On March 6, 2024, the SEC adopted the final rule under SEC Release No. 33-11275, The Enhancement and Standardization of Climate-Related Disclosures for Investors, which will require registrants to provide certain climate-related information in their registration statements and periodic reports. The required disclosures will include, but are not limited to, specific disclosures about climate-related risks and their actual or likely material impacts on the registrant’s business, strategy, and outlook; the governance of climate-related risks and relevant risk management processes; Scope 1 and 2 greenhouse gas (GHG) emissions, if material or included in announced emission targets; certain climate-related financial statement metrics and related disclosures in a note to the audited financial statements; and information about climate-related targets and goals. The rules are effective on a rolling basis for various fiscal years, beginning for the Company with annual reports for the year ending December 31, 2025. However, in response to various legal challenges, the SEC voluntarily stayed the rules on April 4, 2024, which may impact the ultimate effective date of the rules. We will continue to monitor any developments on these rules and expected timing for compliance.

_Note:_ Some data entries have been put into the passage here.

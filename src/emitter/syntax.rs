// ugBC - A retargetable BASIC compiler creating binaries for 8-bit home computers
// Copyright (C) 2026  Marcel Joachim Kloubert <marcel@kloubert.dev>
//
// This program is free software: you can redistribute it and/or modify
// it under the terms of the GNU Affero General Public License as published by
// the Free Software Foundation, either version 3 of the License, or
// (at your option) any later version.
//
// This program is distributed in the hope that it will be useful,
// but WITHOUT ANY WARRANTY; without even the implied warranty of
// MERCHANTABILITY or FITNESS FOR A PARTICULAR PURPOSE.  See the
// GNU Affero General Public License for more details.
//
// You should have received a copy of the GNU Affero General Public License
// along with this program.  If not, see <https://www.gnu.org/licenses/>.

//! Assembler dialects.
//!
//! The emitter stores lines without layout; a `Syntax` decides how labels,
//! directives and data are spelled for one assembler.

/// Description of one assembler dialect.
#[derive(Debug)]
pub struct Syntax {
    pub name: &'static str,
    /// Appended to label definitions.
    pub label_suffix: &'static str,
    pub byte: &'static str,
    pub word: &'static str,
    pub reserve: &'static str,
    /// Multi-byte values are stored most significant byte first.
    pub big_endian: bool,
    /// Keyword of `name EQU value`; `None` spells equates `name = value`.
    pub equ: Option<&'static str>,
    /// Emit `.segment` lines.
    pub segments: bool,
    /// Mnemonics that are directives, not instructions.
    pub directives: &'static [&'static str],
}

/// cc65's `ca65`.
pub static CA65: Syntax = Syntax {
    name: "ca65",
    label_suffix: ":",
    byte: ".byte",
    word: ".word",
    reserve: ".res",
    big_endian: false,
    equ: None,
    segments: true,
    directives: &[
        ".BYTE", ".WORD", ".DWORD", ".RES", ".SEGMENT", ".ORG", ".INCLUDE", ".ASCIIZ",
        ".EXPORT", ".IMPORT", ".ALIGN", ".PROC", ".ENDPROC", ".SETCPU",
    ],
};

/// Ciaran Anscomb's `asm6809`.
pub static ASM6809: Syntax = Syntax {
    name: "asm6809",
    label_suffix: "",
    byte: "FCB",
    word: "FDB",
    reserve: "RZB",
    big_endian: true,
    equ: Some("EQU"),
    segments: false,
    directives: &["FCB", "FDB", "RZB", "RMB", "FCC", "ORG", "EQU", "SETDP", "INCLUDE", "END"],
};

impl Syntax {
    pub fn label(&self, name: &str) -> String {
        format!("{}{}", name, self.label_suffix)
    }

    pub fn equate(&self, name: &str, value: &str) -> String {
        match self.equ {
            Some(keyword) => format!("{} {} {}", name, keyword, value),
            None => format!("{} = {}", name, value),
        }
    }

    /// Check whether a directive line is an equate (rendered at column 0).
    pub fn is_equate(&self, text: &str) -> bool {
        let mut parts = text.split_whitespace();
        let _name = parts.next();
        match (parts.next(), self.equ) {
            (Some("="), _) => true,
            (Some(word), Some(keyword)) => word.eq_ignore_ascii_case(keyword),
            _ => false,
        }
    }

    pub fn is_directive(&self, mnemonic: &str) -> bool {
        let upper = mnemonic.to_ascii_uppercase();
        self.directives.iter().any(|d| *d == upper)
    }

    pub fn segment(&self, name: &str) -> Option<String> {
        self.segments.then(|| format!(".segment \"{}\"", name))
    }

    /// `byte` directives for `data`, sixteen values per line.
    pub fn bytes(&self, data: &[u8]) -> Vec<String> {
        if data.is_empty() {
            return Vec::new();
        }
        data.chunks(16)
            .map(|chunk| {
                let values: Vec<String> = chunk.iter().map(|b| format!("${:02X}", b)).collect();
                format!("{} {}", self.byte, values.join(","))
            })
            .collect()
    }

    pub fn word_value(&self, value: &str) -> String {
        format!("{} {}", self.word, value)
    }

    pub fn dword_value(&self, value: u32) -> String {
        if self.big_endian {
            format!("{} ${:04X},${:04X}", self.word, value >> 16, value & 0xFFFF)
        } else {
            format!(".dword ${:08X}", value)
        }
    }

    pub fn reserve_bytes(&self, size: usize) -> String {
        format!("{} {}", self.reserve, size)
    }

    /// Bytes of an integer of `bytes` width in target order.
    pub fn integer_bytes(&self, value: i64, bytes: usize) -> Vec<u8> {
        let le: Vec<u8> = (0..bytes).map(|i| (value >> (8 * i)) as u8).collect();
        if self.big_endian {
            le.into_iter().rev().collect()
        } else {
            le
        }
    }
}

On December 14, 2023, the FASB issued ASU 2023-09, Income Taxes (Topic 740): Changes to the Disclosure Requirements for Income Taxes, to improve the transparency and decision usefulness of income tax disclosures. The standard requires companies to disclose a tabular effective rate reconciliation with certain reconciling items broken out by nature and/or jurisdiction as well as more robust disclosures of income taxes paid, specifically broken out between federal, state and foreign. The standard can be applied prospectively or retrospectively and early adoption is permitted. The ASU is effective for FMC beginning with the Form 10-K for the year ended December 31, 2025. We are currently evaluating the impacts this standard will have on our income tax disclosures.
Recently adopted accounting guidance
On November 27, 2023, the FASB issued ASU 2023-07, Segment Reporting (Topic 280): Improvements to Reportable Segment Disclosures, to improve the disclosures about a public entity's reportable segments and expenses. The standard requires disclosure of the chief operating decision maker's (the "CODM") title and position as well as the measures of segment profit and loss reviewed by the CODM. Companies with multiple reportable segments as well as companies with a single reportable segment are required to adopt the standard and it should be applied retrospectively to all periods presented. The ASU is effective for FMC beginning with the Form 10-K for the year ended December 31, 2024 and, as such, we have adopted the new disclosure requirements in this Form 10-K. See Note 20 to the consolidated financial statements for the required disclosures.
On December 20, 2021, the Organization for Economic Co-operation and Development (the "OECD") released Pillar Two Model Rules defining the global minimum tax, which calls for the taxation of large corporations at a minimum rate of 15%. The OECD continues to release additional guidance on the two-pillar framework. Pillar Two legislation has been enacted in certain jurisdictions in which the Company operates, which became effective for the Company’s financial year beginning January 1, 2024. The 2024 impacts of Pillar Two legislation were not material. We are continuing to evaluate the potential impact on future periods of the Pillar Two Framework, pending legislative adoption by individual countries.
In September 2022, the FASB issued ASU No. 2022-04, Liabilities—Supplier Finance Programs (Subtopic 405-50): Disclosure of Supplier Finance Program Obligations. In accordance with the new disclosure requirements, which we have adopted beginning January 1, 2023, we have included information regarding our key program terms and the amount outstanding that remains unpaid at period end as further described below. The roll forward disclosure requirement became effective beginning with this Form 10-K and the required disclosure is included below.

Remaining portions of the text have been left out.